A União Europeia está a dar passos largos para consolidar a sua posição na linha da frente da revolução quântica, procurando construir um ecossistema altamente resiliente e soberano. Segundo a informação partilhada pela Comissão Europeia, o objetivo central passa por traduzir o vasto conhecimento de investigação do continente em soluções práticas e rentáveis para o mercado.
Especialistas e investigadores acreditam que o mundo já entrou numa segunda vaga desta tecnologia, com impactos diretos e transformadores em áreas como a simulação, computação, metrologia, comunicações quânticas e sensores avançados.
A segunda vaga e a estratégia dos cinco pilares
Para garantir que o continente não fica para trás nesta corrida considerada crítica a nível global, foi aprovada e implementada uma estratégia dedicada em 2025. Este plano abrangente assenta em cinco pilares fundamentais: potenciar a investigação e desenvolvimento, criar infraestruturas robustas, reforçar o talento e as competências especializadas, e assegurar a utilização dual das inovações, abrangendo as esferas da defesa e segurança.

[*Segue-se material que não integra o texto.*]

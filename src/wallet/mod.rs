//! Wallet collaborators consumed by the launch orchestrator: the secure credential
//! store, the sync database presence check, the wallet engine and the crash reporter.

pub mod engine;
pub mod repositories;
pub mod types;

pub use engine::*;
pub use repositories::*;
pub use types::*;
//! Application launch: state, actions, transitions and the orchestrator that runs them.

pub mod actions;
pub mod events;
pub mod orchestrator;
pub mod progress_tracker;
pub mod reducer;
pub mod retry;
pub mod router;
pub mod state;

#[cfg(test)]
pub(crate) mod test_support;

pub use actions::{Action, DestinationAction, Effect, InitializationAction, UserAction, WalletCheck};
pub use events::{BroadcastForwarder, EventDispatcher, SyncEventError, SyncEventHandler};
pub use orchestrator::{Collaborators, LaunchOrchestrator};
pub use progress_tracker::{ProgressTrackingHandler, SyncProgressTracker, SyncStats};
pub use retry::{KeychainRetryPolicy, MAX_KEYCHAIN_READ_RETRIES, RetryDecision};
pub use state::{
    AlertState, AppSnapshot, Destination, DestinationState, InitializationState,
    PhraseDisplayState, RootState,
};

O futuro europeu assente na soberania
Os resultados práticos deste investimento estratégico já começaram a surgir. Durante o ano de 2025, os primeiros computadores quânticos europeus financiados pela iniciativa EuroHPC abriram portas em Poznan, na Polónia, e em Ostrava, na Chéquia. Estes equipamentos marcam o início de uma infraestrutura capaz de suportar as exigências de processamento da próxima geração.
Com os olhos postos na expansão tecnológica, prepara-se agora a base legal para os próximos anos. A evolução do quadro regulamentar chegará através do EU Quantum Act, com uma nova proposta de adoção que está agendada para 2026, prometendo solidificar os incentivos para que a Europa continue a liderar a investigação e aplicação deste setor.